- Opening Delimiter -
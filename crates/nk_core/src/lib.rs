pub mod error;
pub mod storage;
pub mod types;

pub use error::Error;
pub use storage::{ArticleQuery, NewsStore};
pub use types::{CanonicalArticle, CategoryCount, ClassifiedArticle, RawEntry};

pub type Result<T> = std::result::Result<T, Error>;

pub mod prelude {
    pub use crate::storage::{ArticleQuery, NewsStore};
    pub use crate::types::{CanonicalArticle, CategoryCount, ClassifiedArticle, RawEntry};
    pub use crate::{Error, Result};
}
use std::path::PathBuf;

use async_trait::async_trait;

use nk_core::{Error, RawEntry, Result};

/// Boundary to the external feed collaborator. Implementations hand over
/// already-fetched raw entries; polling and parsing live outside the pipeline.
#[async_trait]
pub trait FeedSource: Send + Sync {
    /// Name of the feed source, for logging.
    fn name(&self) -> &str;

    /// Produce one batch of raw entries.
    async fn fetch(&self) -> Result<Vec<RawEntry>>;
}

/// Feed source backed by a JSON file holding an array of raw entries.
pub struct JsonFeed {
    path: PathBuf,
}

impl JsonFeed {
    pub fn new(path: impl Into<PathBuf>) -> Self {
        Self { path: path.into() }
    }
}

#[async_trait]
impl FeedSource for JsonFeed {
    fn name(&self) -> &str {
        "json-file"
    }

    async fn fetch(&self) -> Result<Vec<RawEntry>> {
        let raw = tokio::fs::read_to_string(&self.path).await.map_err(|e| {
            Error::Ingest(format!("failed to read {}: {}", self.path.display(), e))
        })?;
        let entries: Vec<RawEntry> = serde_json::from_str(&raw)?;
        Ok(entries)
    }
}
- Closing Delimiter -
▸ What you should do:
Search the material above for "storage". Copy each line that has it.

▸ Result:
pub mod storage;
pub use storage::{ArticleQuery, NewsStore};
    pub use crate::storage::{ArticleQuery, NewsStore};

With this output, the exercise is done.